UK pursues reform for women in armed combat after U.S. lifts ban

“If you want to end wars, have women fight them,” said Robert Duncan, visiting assistant professor in political science.

Women are now fighting those wars. Last November, four female soldiers and the American Civil Liberties Union sued the Pentagon and Defense Secretary Leon Panetta, stating that women already served in combat roles but went unrecognized.

Not long after, the Joint Chiefs of Staff recommended lifting the ban and Panetta affirmed it. With the ban on women serving in combat positions now lifted, women can take up jobs in ground combat units and on the front lines.

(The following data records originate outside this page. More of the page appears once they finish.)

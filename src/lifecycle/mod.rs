//! Month lifecycle and cascading recalculation.
//!
//! [`MonthRecord`] gates recalculation of one employee-month behind an
//! Open/Closed state machine. [`recalculate_from`] walks consecutive months
//! through a [`MonthLedger`], skipping closed months and carrying the
//! flextime balance forward.

mod cascade;
mod month;

pub use cascade::{
    CascadeFailure, CascadeSummary, InMemoryLedger, MonthInput, MonthLedger, recalculate_from,
};
pub use month::{MonthRecord, MonthState};
//! Calculation logic for the flextime engine.
//!
//! The daily stage turns one employee-day of punches into a
//! [`DailyResult`](crate::models::DailyResult): punches are paired into
//! spans, tolerance and rounding are applied, breaks are deducted, core
//! time is checked and the net time is compared to the target. The monthly
//! stage sums daily results, applies the crediting policy and clamps the
//! balance to the annual limits.

mod breaks;
mod core_time;
mod daily;
mod monthly;
mod pairing;
mod rounding;

pub use breaks::resolve_break;
pub use core_time::{CoreTimeViolation, check_core_time};
pub use daily::{DayJob, calculate_day, calculate_day_at, calculate_days};
pub use monthly::{FlextimeCredit, apply_credit_type, calculate_month, calculate_month_at};
pub use pairing::{PairedPunches, PunchSequenceError, TimeSpan, pair_punches};
pub use rounding::{apply_tolerance, round_time};
//! VENEER terminal driver.
//!
//! Reads lines from stdin, submits each one to the interaction engine, and
//! writes the resulting output batch to stdout. `--json` switches to one JSON
//! object per output line for embedding in another UI.

use std::io::{self, BufRead, Write};
use std::path::PathBuf;

use anyhow::{Context, Result, bail};

use veneer_terminal::InteractionEngine;
use veneer_types::config::ShellConfig;
use veneer_types::output::{OutputBatch, OutputKind};

const USAGE: &str = "usage: veneer [--config <path>] [--json]";

struct Options {
    config: Option<PathBuf>,
    json: bool,
}

fn parse_args() -> Result<Options> {
    let mut opts = Options {
        config: None,
        json: false,
    };
    let mut args = std::env::args().skip(1);
    while let Some(arg) = args.next() {
        match arg.as_str() {
            "--json" => opts.json = true,
            "--config" => {
                let path = args.next().context("--config needs a path")?;
                opts.config = Some(PathBuf::from(path));
            },
            "-h" | "--help" => {
                println!("{USAGE}");
                std::process::exit(0);
            },
            other => bail!("unknown argument: {other}\n{USAGE}"),
        }
    }
    // Fall back to VENEER_CONFIG when no --config was given.
    if opts.config.is_none() {
        opts.config = std::env::var_os("VENEER_CONFIG").map(PathBuf::from);
    }
    Ok(opts)
}

fn main() -> Result<()> {
    env_logger::Builder::from_env(env_logger::Env::default().default_filter_or("warn")).init();

    let opts = parse_args()?;
    let config = match &opts.config {
        Some(path) => ShellConfig::load(path)
            .with_context(|| format!("failed to load config from {}", path.display()))?,
        None => ShellConfig::default(),
    };
    log::info!("Starting VENEER as {}@{}", config.user, config.hostname);

    let mut engine = InteractionEngine::new(config)?;
    let stdin = io::stdin();
    let mut stdout = io::stdout().lock();

    if !opts.json {
        write_prompt(&mut stdout, &engine)?;
    }
    for line in stdin.lock().lines() {
        let line = line.context("failed to read stdin")?;
        let batch = engine.submit(&line);
        if opts.json {
            write_json(&mut stdout, &batch)?;
        } else {
            write_plain(&mut stdout, &batch)?;
            write_prompt(&mut stdout, &engine)?;
        }
    }
    log::info!("stdin closed after {} lines", engine.history().len());
    Ok(())
}

fn write_prompt(out: &mut impl Write, engine: &InteractionEngine) -> Result<()> {
    write!(out, "{}", engine.prompt())?;
    out.flush()?;
    Ok(())
}

/// Output lines only; the typed line is already on screen.
fn write_plain(out: &mut impl Write, batch: &OutputBatch) -> Result<()> {
    for line in batch {
        match line.kind {
            OutputKind::CommandEcho | OutputKind::InputEcho => {},
            OutputKind::System | OutputKind::Error => writeln!(out, "{}", line.text)?,
        }
    }
    Ok(())
}

fn write_json(out: &mut impl Write, batch: &OutputBatch) -> Result<()> {
    for line in batch {
        serde_json::to_writer(&mut *out, line)?;
        writeln!(out)?;
    }
    out.flush()?;
    Ok(())
}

Following this decision, the U.K. considered pursuing similar reform. Females in the U.K. have already become more involved in politics. Now, some women in the U.K. are looking for equal involvement in their military as well.

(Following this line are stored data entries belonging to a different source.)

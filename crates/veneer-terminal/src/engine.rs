//! The interaction engine: one submitted line in, one output batch out.
//!
//! The engine is either idle (the next line is a command) or awaiting input
//! for a [`PendingPrompt`] (the next line is handed, untokenized, to the
//! prompt's continuation). Command results are committed all at once:
//! mutations first, then output, then the next prompt if any.

use veneer_types::config::ShellConfig;
use veneer_types::error::{Result, VeneerError};
use veneer_types::output::{OutputBatch, OutputLine};
use veneer_vfs::VirtualFs;

use crate::commands::register_builtins;
use crate::history::CommandHistory;
use crate::interpreter::{CommandOutcome, CommandRegistry, ShellContext, tokenize};
use crate::prompt::PendingPrompt;
use crate::session::{SessionState, apply_mutations};
use crate::world;

/// A terminal session: state, filesystem, registry and history.
pub struct InteractionEngine {
    registry: CommandRegistry,
    session: SessionState,
    fs: VirtualFs,
    config: ShellConfig,
    history: CommandHistory,
    pending: Option<PendingPrompt>,
}

impl InteractionEngine {
    /// A session over the seed filesystem with every builtin registered.
    pub fn new(config: ShellConfig) -> Result<Self> {
        config.validate()?;
        let fs = VirtualFs::from_root(world::seed_filesystem())?;
        let mut registry = CommandRegistry::new();
        register_builtins(&mut registry);
        Ok(Self::with_parts(config, fs, registry))
    }

    /// A session over an arbitrary filesystem and registry.
    pub fn with_parts(config: ShellConfig, fs: VirtualFs, registry: CommandRegistry) -> Self {
        Self {
            registry,
            session: SessionState::new(),
            fs,
            config,
            history: CommandHistory::new(),
            pending: None,
        }
    }

    /// Process one submitted line and return everything it printed.
    pub fn submit(&mut self, line: &str) -> OutputBatch {
        if self.is_password_mode() {
            self.history.push_secret(line);
        } else {
            self.history.push(line);
        }
        let mut out = OutputBatch::new();

        let (origin, result) = match self.pending.take() {
            Some(prompt) => {
                out.push(OutputLine::input_echo(prompt.echo(line)));
                let origin = prompt.origin().to_string();
                let ctx = self.ctx();
                (origin, prompt.answer(line, &ctx))
            },
            None => {
                out.push(OutputLine::command_echo(format!(
                    "{} $ {line}",
                    self.session.cwd()
                )));
                let tokens = tokenize(line);
                let Some((name, rest)) = tokens.split_first() else {
                    return out;
                };
                let args: Vec<&str> = rest.iter().map(String::as_str).collect();
                log::debug!("Submitting {name} {args:?}");
                let ctx = self.ctx();
                let result = if name.starts_with("./") {
                    match self.registry.resolve_program(name, &ctx) {
                        Ok(program) => program.execute(&args, &ctx),
                        Err(e) => {
                            out.push_error(e.to_string());
                            return out;
                        },
                    }
                } else {
                    self.registry.dispatch(name, &args, &ctx)
                };
                (name.clone(), result)
            },
        };

        match result {
            Ok(outcome) => self.commit(&origin, outcome, &mut out),
            Err(e) => out.push_error(render_error(&origin, &e)),
        }
        out
    }

    fn commit(&mut self, origin: &str, outcome: CommandOutcome, out: &mut OutputBatch) {
        if let Err(e) = apply_mutations(&mut self.session, &mut self.fs, outcome.mutations) {
            log::warn!("{origin}: mutations rejected: {e}");
            out.push_error(render_error(origin, &e));
            return;
        }
        out.append(outcome.output);
        // The whole dialog reports errors under the token that started it.
        self.pending = outcome.prompt.map(|prompt| {
            log::debug!("{origin} awaits input: {:?}", prompt.text());
            prompt.with_origin(origin)
        });
    }

    fn ctx(&self) -> ShellContext<'_> {
        ShellContext {
            session: &self.session,
            fs: &self.fs,
            config: &self.config,
            history: &self.history,
        }
    }

    // -- accessors --

    pub fn cwd(&self) -> &str {
        self.session.cwd()
    }

    pub fn session(&self) -> &SessionState {
        &self.session
    }

    pub fn fs(&self) -> &VirtualFs {
        &self.fs
    }

    pub fn registry(&self) -> &CommandRegistry {
        &self.registry
    }

    pub fn config(&self) -> &ShellConfig {
        &self.config
    }

    pub fn history(&self) -> &CommandHistory {
        &self.history
    }

    pub fn is_awaiting_input(&self) -> bool {
        self.pending.is_some()
    }

    /// Whether the next line should be masked while typed.
    pub fn is_password_mode(&self) -> bool {
        self.pending.as_ref().is_some_and(PendingPrompt::is_password)
    }

    /// Text to show before the input field: the pending question, or
    /// `<cwd> $ ` when idle.
    pub fn prompt(&self) -> String {
        match &self.pending {
            Some(prompt) => prompt.text().to_string(),
            None => format!("{} $ ", self.session.cwd()),
        }
    }

    // -- history and completion --

    /// Recall the previous (older) history entry.
    pub fn history_previous(&mut self) -> &str {
        self.history.previous()
    }

    /// Recall the next (newer) history entry, or the empty line.
    pub fn history_next(&mut self) -> &str {
        self.history.next()
    }

    /// Complete the last word of `line` when exactly one candidate matches.
    ///
    /// The first word completes against command names; later words complete
    /// against entries of the directory they point into (the current
    /// directory for a bare prefix). Hidden entries are offered only when
    /// the prefix starts with `.`. Nothing is completed while a prompt is
    /// pending.
    pub fn complete(&self, line: &str) -> String {
        if self.pending.is_some() {
            return line.to_string();
        }
        let partial = line.rsplit(char::is_whitespace).next().unwrap_or_default();
        let head = &line[..line.len() - partial.len()];
        let candidates = if head.trim().is_empty() {
            self.registry.completions(partial)
        } else {
            self.path_candidates(partial)
        };
        match candidates.as_slice() {
            [only] => format!("{head}{only}"),
            _ => line.to_string(),
        }
    }

    fn path_candidates(&self, partial: &str) -> Vec<String> {
        let (dir_part, prefix) = match partial.rfind('/') {
            Some(i) => partial.split_at(i + 1),
            None => ("", partial),
        };
        let dir = self.ctx().resolve(dir_part);
        let Ok(children) = self.fs.list(&dir) else {
            return Vec::new();
        };
        children
            .into_iter()
            .filter(|(name, node)| {
                name.starts_with(prefix) && (prefix.starts_with('.') || !node.is_hidden())
            })
            .map(|(name, _)| format!("{dir_part}{name}"))
            .collect()
    }
}

/// `<origin>: <error>`, except for unknown commands which name themselves.
fn render_error(origin: &str, err: &VeneerError) -> String {
    match err {
        VeneerError::CommandNotFound(_) => err.to_string(),
        _ => format!("{origin}: {err}"),
    }
}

“On the whole, women (in the House of Commons are) more consensual,” said Charles Moore, columnist for the Spectator and Daily Telegraph. “I would actually be very sad if the way women stand for peace and gentleness in society was taken away.”

Similarly, some believe women could help achieve peace through participation in combat roles.

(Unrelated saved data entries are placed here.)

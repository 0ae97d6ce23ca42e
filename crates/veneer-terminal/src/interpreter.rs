//! Command trait, registry, dispatch logic, and the line tokenizer.

use std::collections::HashMap;
use std::rc::Rc;

use veneer_types::config::ShellConfig;
use veneer_types::error::{Result, VeneerError};
use veneer_types::output::OutputBatch;
use veneer_vfs::{FsNode, VirtualFs, resolve_path};

use crate::history::CommandHistory;
use crate::prompt::PendingPrompt;
use crate::session::{SessionMutation, SessionState};

/// Read-only view of the shell handed to every command and continuation.
pub struct ShellContext<'a> {
    pub session: &'a SessionState,
    pub fs: &'a VirtualFs,
    pub config: &'a ShellConfig,
    pub history: &'a CommandHistory,
}

impl ShellContext<'_> {
    /// Resolve a user-typed path against the current directory.
    pub fn resolve(&self, path: &str) -> String {
        resolve_path(path, self.session.cwd())
    }

    /// Resolve and look up a user-typed path.
    ///
    /// Errors name the path as the user typed it, not the canonical form.
    pub fn lookup(&self, arg: &str) -> Result<(String, Rc<FsNode>)> {
        let path = self.resolve(arg);
        match self.fs.lookup(&path) {
            Ok(node) => Ok((path, node)),
            Err(VeneerError::NotADirectory(_)) => Err(VeneerError::NotADirectory(arg.to_string())),
            Err(VeneerError::InvalidPath(_)) => Err(VeneerError::InvalidPath(arg.to_string())),
            Err(_) => Err(VeneerError::NoSuchPath(arg.to_string())),
        }
    }

    /// Name reported for the current user.
    pub fn username(&self) -> &str {
        self.session.username().unwrap_or(&self.config.user)
    }
}

/// What a command produced: output, requested state changes, and possibly a
/// follow-up question.
#[derive(Debug, Default)]
pub struct CommandOutcome {
    pub output: OutputBatch,
    pub mutations: Vec<SessionMutation>,
    pub prompt: Option<PendingPrompt>,
}

impl CommandOutcome {
    /// An outcome with no output, no mutations, and no prompt.
    pub fn new() -> Self {
        Self::default()
    }

    pub fn with_output(output: OutputBatch) -> Self {
        Self {
            output,
            ..Self::default()
        }
    }

    /// A single system line.
    pub fn line(text: impl Into<String>) -> Self {
        Self::with_output(OutputBatch::line(text))
    }

    /// Multi-line text, one system line per `\n` segment.
    pub fn text(text: &str) -> Self {
        Self::with_output(OutputBatch::from_text(text))
    }

    /// Ask a question; the dialog continues in the prompt's continuation.
    pub fn ask(prompt: PendingPrompt) -> Self {
        Self {
            prompt: Some(prompt),
            ..Self::default()
        }
    }

    pub fn mutate(mut self, mutation: SessionMutation) -> Self {
        self.mutations.push(mutation);
        self
    }
}

/// A single executable command.
pub trait Command {
    /// The command name (what the user types).
    fn name(&self) -> &str;

    /// One-line description for `help`.
    fn description(&self) -> &str;

    /// Usage string (e.g. "ls \[-a\] \[path\]").
    fn usage(&self) -> &str;

    /// Command category for grouping in `help` output.
    fn category(&self) -> &str {
        "general"
    }

    /// Execute the command with the given arguments.
    fn execute(&self, args: &[&str], ctx: &ShellContext<'_>) -> Result<CommandOutcome>;
}

/// Commands handled by the registry itself.
const INTERCEPTED: &[(&str, &str)] = &[("help", "general")];

/// Registry of builtin commands and of the programs executable nodes run.
pub struct CommandRegistry {
    commands: HashMap<String, Box<dyn Command>>,
    programs: HashMap<String, Box<dyn Command>>,
}

impl CommandRegistry {
    /// Create an empty command registry.
    pub fn new() -> Self {
        Self {
            commands: HashMap::new(),
            programs: HashMap::new(),
        }
    }

    /// Register a builtin. Replaces any existing command with the same name.
    pub fn register(&mut self, cmd: Box<dyn Command>) {
        self.commands.insert(cmd.name().to_ascii_lowercase(), cmd);
    }

    /// Register a program that executable nodes refer to by `entry`.
    ///
    /// Programs are not reachable by name from the prompt, only through
    /// `./path` on a node whose entry matches.
    pub fn register_program(&mut self, program: Box<dyn Command>) {
        self.programs.insert(program.name().to_string(), program);
    }

    /// Run the builtin `name`. Names are case-insensitive.
    pub fn dispatch(
        &self,
        name: &str,
        args: &[&str],
        ctx: &ShellContext<'_>,
    ) -> Result<CommandOutcome> {
        let name_lower = name.to_ascii_lowercase();
        log::debug!("Dispatching {name_lower} {args:?}");

        if name_lower == "help" {
            return self.execute_help(args);
        }

        match self.commands.get(name_lower.as_str()) {
            Some(cmd) => cmd.execute(args, ctx),
            None => Err(VeneerError::CommandNotFound(name.to_string())),
        }
    }

    /// Find the program behind a `./path` token.
    ///
    /// Fails with `NoSuchPath` if nothing is there and `PermissionDenied`
    /// if the node is not an executable bound to a registered program.
    pub fn resolve_program(&self, token: &str, ctx: &ShellContext<'_>) -> Result<&dyn Command> {
        let (_, node) = ctx.lookup(token)?;
        match &*node {
            FsNode::Executable { entry, .. } => self
                .programs
                .get(entry.as_str())
                .map(|p| p.as_ref())
                .ok_or_else(|| VeneerError::PermissionDenied(token.to_string())),
            FsNode::Directory { .. } | FsNode::File { .. } => {
                Err(VeneerError::PermissionDenied(token.to_string()))
            },
        }
    }

    /// Resolve and run a `./path` executable with `args`.
    pub fn execute_path(
        &self,
        token: &str,
        args: &[&str],
        ctx: &ShellContext<'_>,
    ) -> Result<CommandOutcome> {
        let program = self.resolve_program(token, ctx)?;
        log::debug!("Executing {token} via program {}", program.name());
        program.execute(args, ctx)
    }

    /// Built-in help with access to the registry.
    fn execute_help(&self, args: &[&str]) -> Result<CommandOutcome> {
        if let Some(&name) = args.first() {
            let name_lower = name.to_ascii_lowercase();
            return match self.commands.get(name_lower.as_str()) {
                Some(cmd) => {
                    let mut out = OutputBatch::line(format!("{} ({})", cmd.name(), cmd.category()));
                    out.push_system(format!("  {}", cmd.description()));
                    out.push_system(format!("  usage: {}", cmd.usage()));
                    Ok(CommandOutcome::with_output(out))
                },
                None if name_lower == "help" => Ok(CommandOutcome::line("help [command]")),
                None => Err(VeneerError::CommandNotFound(name.to_string())),
            };
        }

        let mut categories: HashMap<&str, Vec<(&str, &str)>> = HashMap::new();
        for &(name, category) in INTERCEPTED {
            categories
                .entry(category)
                .or_default()
                .push((name, "List commands or show usage"));
        }
        for cmd in self.commands.values() {
            categories
                .entry(cmd.category())
                .or_default()
                .push((cmd.name(), cmd.description()));
        }

        let mut cats: Vec<&str> = categories.keys().copied().collect();
        cats.sort_unstable();

        let total: usize = categories.values().map(Vec::len).sum();
        let mut out = OutputBatch::line(format!("Commands ({total}):"));
        for cat in cats {
            let mut cmds = categories.remove(cat).unwrap_or_default();
            cmds.sort_by_key(|(name, _)| *name);
            out.push_system(format!("  [{cat}]"));
            for (name, desc) in cmds {
                out.push_system(format!("    {name:20} {desc}"));
            }
        }
        out.push_system("Type 'help <command>' for details. Run programs with ./name.");
        Ok(CommandOutcome::with_output(out))
    }

    /// Return a sorted list of (name, description) pairs.
    pub fn list_commands(&self) -> Vec<(&str, &str)> {
        let mut cmds: Vec<(&str, &str)> = self
            .commands
            .values()
            .map(|c| (c.name(), c.description()))
            .collect();
        cmds.sort_by_key(|(name, _)| *name);
        cmds
    }

    /// Command names starting with `partial`, sorted.
    pub fn completions(&self, partial: &str) -> Vec<String> {
        let lower = partial.to_ascii_lowercase();
        let mut names: Vec<String> = self
            .commands
            .keys()
            .map(String::as_str)
            .chain(INTERCEPTED.iter().map(|&(name, _)| name))
            .filter(|name| name.starts_with(&lower))
            .map(str::to_string)
            .collect();
        names.sort_unstable();
        names
    }
}

impl Default for CommandRegistry {
    fn default() -> Self {
        Self::new()
    }
}

// ---------------------------------------------------------------------------
// Tokenizer: double quotes and backslash escapes.
// ---------------------------------------------------------------------------

/// Split a command line into tokens.
///
/// - Whitespace separates tokens outside double quotes.
/// - A double quote toggles quoted mode; the quote itself is dropped.
/// - A backslash keeps the next character literally, in or out of quotes.
///
/// Never fails: an unterminated quote or a trailing backslash simply ends
/// the last token.
pub fn tokenize(input: &str) -> Vec<String> {
    let mut tokens = Vec::new();
    let mut current = String::new();
    let mut chars = input.chars();
    let mut in_quotes = false;

    while let Some(ch) = chars.next() {
        match ch {
            '\\' => {
                if let Some(next) = chars.next() {
                    current.push(next);
                }
            },
            '"' => in_quotes = !in_quotes,
            c if c.is_whitespace() && !in_quotes => {
                if !current.is_empty() {
                    tokens.push(std::mem::take(&mut current));
                }
            },
            c => current.push(c),
        }
    }

    if !current.is_empty() {
        tokens.push(current);
    }

    tokens
}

“In Afghanistan and Iraq, you can’t have a male frisking a female indigenous person,” said Duncan. “The more interactions we have with male oriented culture, where women are put off limits, you’re going to have a need for females in the military to do certain things that would be objectionable if men did.”

But some still doubt that women can handle the physical and psychological stress of combat.

“So what are we achieving … except wasting a huge amount of resources by trying to train women up to a level I don’t think they are going to meet,” Major Judith Webb, the first female to lead an all-male field squadron in the British Army, told BBC News.

“All through history, we have underestimated the physical abilities of women,” said Professor of Sports Studies Kathy Tritschler. “Some women are absolutely capable of doing all tasks, including the tasks of combat. Not every woman will be, nor will every man … but gender does not define who is capable of succeeding.”

Still, the U.K. is conflicted about combat reform. There are citizens who feel women should be protected from dangerous situations.

“Females do all kinds of jobs today, so if they choose to serve in combat roles good luck to them, but I will always see it as the male’s role to protect the females,” said U.K. citizen Peter Tarry in an email interview.

U.K. females are not necessarily in favor of changing military roles, however.

“I actually don’t agree with women on the front line,” said U.K. citizen Gill Tarry. “I am happy for them to be nurses or doctors.”

For now, women in the U.K. will remain behind the front lines. A Ministry of Defense spokesman told the BBC, “The Ministry of Defense 2010 review into women serving in combat roles concluded there should be no change to the existing policy. There are no plans to review this policy before the end of operations in Afghanistan.”